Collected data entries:

· · · ·

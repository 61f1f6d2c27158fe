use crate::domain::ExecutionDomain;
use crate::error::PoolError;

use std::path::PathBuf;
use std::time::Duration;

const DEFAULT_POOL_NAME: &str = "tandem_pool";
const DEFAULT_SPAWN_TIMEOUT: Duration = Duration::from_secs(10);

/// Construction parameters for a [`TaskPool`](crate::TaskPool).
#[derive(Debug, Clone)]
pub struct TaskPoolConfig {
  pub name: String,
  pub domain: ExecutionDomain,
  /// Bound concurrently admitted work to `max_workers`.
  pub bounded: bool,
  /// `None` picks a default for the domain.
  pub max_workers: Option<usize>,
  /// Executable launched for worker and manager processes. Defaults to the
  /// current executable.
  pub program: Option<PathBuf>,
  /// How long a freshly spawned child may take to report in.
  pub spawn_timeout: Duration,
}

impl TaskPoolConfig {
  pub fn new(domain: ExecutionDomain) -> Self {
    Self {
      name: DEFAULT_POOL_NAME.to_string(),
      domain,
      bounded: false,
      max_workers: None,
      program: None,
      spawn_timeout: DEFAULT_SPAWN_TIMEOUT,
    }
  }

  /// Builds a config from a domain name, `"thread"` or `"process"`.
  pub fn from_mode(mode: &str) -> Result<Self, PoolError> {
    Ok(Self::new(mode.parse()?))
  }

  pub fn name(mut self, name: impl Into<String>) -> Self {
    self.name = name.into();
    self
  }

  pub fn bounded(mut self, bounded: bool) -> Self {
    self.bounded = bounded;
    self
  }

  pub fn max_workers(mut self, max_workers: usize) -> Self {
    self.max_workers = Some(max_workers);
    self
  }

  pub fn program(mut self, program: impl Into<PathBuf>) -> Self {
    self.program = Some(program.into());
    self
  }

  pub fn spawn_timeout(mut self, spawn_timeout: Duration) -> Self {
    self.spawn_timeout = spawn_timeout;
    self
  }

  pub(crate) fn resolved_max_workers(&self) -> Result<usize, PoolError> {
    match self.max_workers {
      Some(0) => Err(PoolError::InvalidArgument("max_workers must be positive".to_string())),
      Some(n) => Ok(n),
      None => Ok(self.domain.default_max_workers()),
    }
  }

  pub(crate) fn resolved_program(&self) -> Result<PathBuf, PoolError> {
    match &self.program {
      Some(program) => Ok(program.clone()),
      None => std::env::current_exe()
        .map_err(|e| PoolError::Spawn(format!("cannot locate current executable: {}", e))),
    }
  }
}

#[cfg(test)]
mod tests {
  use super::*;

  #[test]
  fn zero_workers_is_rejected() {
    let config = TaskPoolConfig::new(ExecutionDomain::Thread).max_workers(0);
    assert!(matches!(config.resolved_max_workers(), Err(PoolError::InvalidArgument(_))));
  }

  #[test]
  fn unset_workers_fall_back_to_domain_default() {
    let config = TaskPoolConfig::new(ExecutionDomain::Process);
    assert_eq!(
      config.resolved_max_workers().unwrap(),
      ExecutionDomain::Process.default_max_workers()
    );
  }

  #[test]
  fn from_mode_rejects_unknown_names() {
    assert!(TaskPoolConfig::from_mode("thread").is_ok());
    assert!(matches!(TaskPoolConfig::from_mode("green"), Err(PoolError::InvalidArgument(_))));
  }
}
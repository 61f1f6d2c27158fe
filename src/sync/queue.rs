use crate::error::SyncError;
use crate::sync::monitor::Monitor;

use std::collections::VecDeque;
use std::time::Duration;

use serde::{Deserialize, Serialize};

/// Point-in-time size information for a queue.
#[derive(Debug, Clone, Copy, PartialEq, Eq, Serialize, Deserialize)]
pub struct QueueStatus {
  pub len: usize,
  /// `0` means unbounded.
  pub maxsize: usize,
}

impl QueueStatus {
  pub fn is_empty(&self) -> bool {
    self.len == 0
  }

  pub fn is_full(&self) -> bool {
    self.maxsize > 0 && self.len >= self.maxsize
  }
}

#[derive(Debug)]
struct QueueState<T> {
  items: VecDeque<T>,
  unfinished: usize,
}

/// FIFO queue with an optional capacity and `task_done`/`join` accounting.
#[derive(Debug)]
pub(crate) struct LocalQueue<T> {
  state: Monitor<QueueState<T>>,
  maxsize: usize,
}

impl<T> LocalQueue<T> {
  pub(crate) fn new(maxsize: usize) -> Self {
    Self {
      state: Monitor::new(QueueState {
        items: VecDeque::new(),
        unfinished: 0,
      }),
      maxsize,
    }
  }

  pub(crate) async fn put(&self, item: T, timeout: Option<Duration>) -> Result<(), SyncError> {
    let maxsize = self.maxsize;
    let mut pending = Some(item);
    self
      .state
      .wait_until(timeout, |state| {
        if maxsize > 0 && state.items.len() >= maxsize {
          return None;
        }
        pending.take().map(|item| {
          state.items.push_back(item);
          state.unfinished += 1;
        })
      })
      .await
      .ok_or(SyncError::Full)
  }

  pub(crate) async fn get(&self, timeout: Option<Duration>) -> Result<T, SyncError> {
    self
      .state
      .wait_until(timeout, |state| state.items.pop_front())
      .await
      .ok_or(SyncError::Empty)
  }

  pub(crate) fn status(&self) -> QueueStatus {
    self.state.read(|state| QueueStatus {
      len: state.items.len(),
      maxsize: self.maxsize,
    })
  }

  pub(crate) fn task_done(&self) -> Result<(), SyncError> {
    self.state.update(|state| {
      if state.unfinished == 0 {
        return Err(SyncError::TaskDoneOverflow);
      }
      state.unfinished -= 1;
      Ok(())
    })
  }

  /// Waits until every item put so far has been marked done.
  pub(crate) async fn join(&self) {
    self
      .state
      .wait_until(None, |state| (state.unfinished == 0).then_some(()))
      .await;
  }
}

· · · ·

__Work instructions__.
Make an exact transcription of the entries.

__Answer section__.
repository 61f1f6d2c27158fe
use crate::domain::ExecutionDomain;
use crate::error::PoolError;

use std::path::PathBuf;
use std::time::Duration;

const DEFAULT_POOL_NAME: &str = "tandem_pool";
const DEFAULT_SPAWN_TIMEOUT: Duration = Duration::from_secs(10);

/// Construction parameters for a [`TaskPool`](crate::TaskPool).
#[derive(Debug, Clone)]
pub struct TaskPoolConfig {
  pub name: String,
  pub domain: ExecutionDomain,
  /// Bound concurrently admitted work to `max_workers`.
  pub bounded: bool,
  /// `None` picks a default for the domain.
  pub max_workers: Option<usize>,
  /// Executable launched for worker and manager processes. Defaults to the
  /// current executable.
  pub program: Option<PathBuf>,
  /// How long a freshly spawned child may take to report in.
  pub spawn_timeout: Duration,
}

impl TaskPoolConfig {
  pub fn new(domain: ExecutionDomain) -> Self {
    Self {
      name: DEFAULT_POOL_NAME.to_string(),
      domain,
      bounded: false,
      max_workers: None,
      program: None,
      spawn_timeout: DEFAULT_SPAWN_TIMEOUT,
    }
  }

  /// Builds a config from a domain name, `"thread"` or `"process"`.
  pub fn from_mode(mode: &str) -> Result<Self, PoolError> {
    Ok(Self::new(mode.parse()?))
  }

  pub fn name(mut self, name: impl Into<String>) -> Self {
    self.name = name.into();
    self
  }

  pub fn bounded(mut self, bounded: bool) -> Self {
    self.bounded = bounded;
    self
  }

  pub fn max_workers(mut self, max_workers: usize) -> Self {
    self.max_workers = Some(max_workers);
    self
  }

  pub fn program(mut self, program: impl Into<PathBuf>) -> Self {
    self.program = Some(program.into());
    self
  }

  pub fn spawn_timeout(mut self, spawn_timeout: Duration) -> Self {
    self.spawn_timeout = spawn_timeout;
    self
  }

  pub(crate) fn resolved_max_workers(&self) -> Result<usize, PoolError> {
    match self.max_workers {
      Some(0) => Err(PoolError::InvalidArgument("max_workers must be positive".to_string())),
      Some(n) => Ok(n),
      None => Ok(self.domain.default_max_workers()),
    }
  }

  pub(crate) fn resolved_program(&self) -> Result<PathBuf, PoolError> {
    match &self.program {
      Some(program) => Ok(program.clone()),
      None => std::env::current_exe()
        .map_err(|e| PoolError::Spawn(format!("cannot locate current executable: {}", e))),
    }
  }
}

#[cfg(test)]
mod tests {
  use super::*;

  #[test]
  fn zero_workers_is_rejected() {
    let config = TaskPoolConfig::new(ExecutionDomain::Thread).max_workers(0);
    assert!(matches!(config.resolved_max_workers(), Err(PoolError::InvalidArgument(_))));
  }

  #[test]
  fn unset_workers_fall_back_to_domain_default() {
    let config = TaskPoolConfig::new(ExecutionDomain::Process);
    assert_eq!(
      config.resolved_max_workers().unwrap(),
      ExecutionDomain::Process.default_max_workers()
    );
  }

  #[test]
  fn from_mode_rejects_unknown_names() {
    assert!(TaskPoolConfig::from_mode("thread").is_ok());
    assert!(matches!(TaskPoolConfig::from_mode("green"), Err(PoolError::InvalidArgument(_))));
  }
}
repository 61f1f6d2c27158fe
filename src/sync/queue.rs
use crate::error::SyncError;
use crate::sync::monitor::Monitor;

use std::collections::VecDeque;
use std::time::Duration;

use serde::{Deserialize, Serialize};

/// Point-in-time size information for a queue.
#[derive(Debug, Clone, Copy, PartialEq, Eq, Serialize, Deserialize)]
pub struct QueueStatus {
  pub len: usize,
  /// `0` means unbounded.
  pub maxsize: usize,
}

impl QueueStatus {
  pub fn is_empty(&self) -> bool {
    self.len == 0
  }

  pub fn is_full(&self) -> bool {
    self.maxsize > 0 && self.len >= self.maxsize
  }
}

#[derive(Debug)]
struct QueueState<T> {
  items: VecDeque<T>,
  unfinished: usize,
}

/// FIFO queue with an optional capacity and `task_done`/`join` accounting.
#[derive(Debug)]
pub(crate) struct LocalQueue<T> {
  state: Monitor<QueueState<T>>,
  maxsize: usize,
}

impl<T> LocalQueue<T> {
  pub(crate) fn new(maxsize: usize) -> Self {
    Self {
      state: Monitor::new(QueueState {
        items: VecDeque::new(),
        unfinished: 0,
      }),
      maxsize,
    }
  }

  pub(crate) async fn put(&self, item: T, timeout: Option<Duration>) -> Result<(), SyncError> {
    let maxsize = self.maxsize;
    let mut pending = Some(item);
    self
      .state
      .wait_until(timeout, |state| {
        if maxsize > 0 && state.items.len() >= maxsize {
          return None;
        }
        pending.take().map(|item| {
          state.items.push_back(item);
          state.unfinished += 1;
        })
      })
      .await
      .ok_or(SyncError::Full)
  }

  pub(crate) async fn get(&self, timeout: Option<Duration>) -> Result<T, SyncError> {
    self
      .state
      .wait_until(timeout, |state| state.items.pop_front())
      .await
      .ok_or(SyncError::Empty)
  }

  pub(crate) fn status(&self) -> QueueStatus {
    self.state.read(|state| QueueStatus {
      len: state.items.len(),
      maxsize: self.maxsize,
    })
  }

  pub(crate) fn task_done(&self) -> Result<(), SyncError> {
    self.state.update(|state| {
      if state.unfinished == 0 {
        return Err(SyncError::TaskDoneOverflow);
      }
      state.unfinished -= 1;
      Ok(())
    })
  }

  /// Waits until every item put so far has been marked done.
  pub(crate) async fn join(&self) {
    self
      .state
      .wait_until(None, |state| (state.unfinished == 0).then_some(()))
      .await;
  }
}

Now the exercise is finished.